Como se viu na parte 3 desta série, desde meados do século XIX, ganhou raízes entre muitos intelectuais russos as ideias de que o povo russo possuía as características ímpares e de que estas, aliadas à posição geográfica da Rússia, predestinavam os russos a liderar um vasto império eurasiático. Estas ideias consolidaram-se a partir da década de 1920 no movimento eurasianista, que floresceu entre intelectuais russos que defendiam a monarquia, perfilhavam a fé ortodoxa e eram anticomunistas e que, em resultado destas convicções, tinham sido forçados a buscar refúgio na Europa Ocidental após a Revolução Bolchevique.

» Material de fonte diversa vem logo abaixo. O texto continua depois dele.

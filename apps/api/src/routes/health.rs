use axum::Json;
use serde_json::{json, Value};

/// GET /health
/// Returns a simple status object with service version.
pub async fn health_handler() -> Json<Value> {
    Json(json!({
        "status": "ok",
        "version": env!("CARGO_PKG_VERSION"),
        "service": "kiln"
    }))
}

Fyodor Dostoyevsky e Konstantin Leontiev já tinham manifestado a crença na vocação oriental da Rússia, mas foi com Nikolai Sergeivich Trubetzkoy (1890-1938) que o eurasianismo começou a ser teorizado e sistematizado.

Nikolai Sergeivich Trubetzkoy

Nikolai Sergeivich Trubetzkoy provinha de uma influente família da aristocracia russo-lituana, sendo filho do príncipe Sergei Nikolaievich Trubetzkoy (1862-1905), que, quando jovem, se deixara fascinar pelas ideias ocidentais e, em particular, pelo positivismo, mas que acabara por fazer uma volta de 180º, rejeitando a influência ocidental, abraçando o eslavismo e regressando ao seio da Igreja Ortodoxa Russa, num trajecto análogo ao de Vladimir Solovyov (ver A Rússia e o sonho imperial (parte 3): quem foram os professores de História de Putin?), de quem se tornou amigo chegado.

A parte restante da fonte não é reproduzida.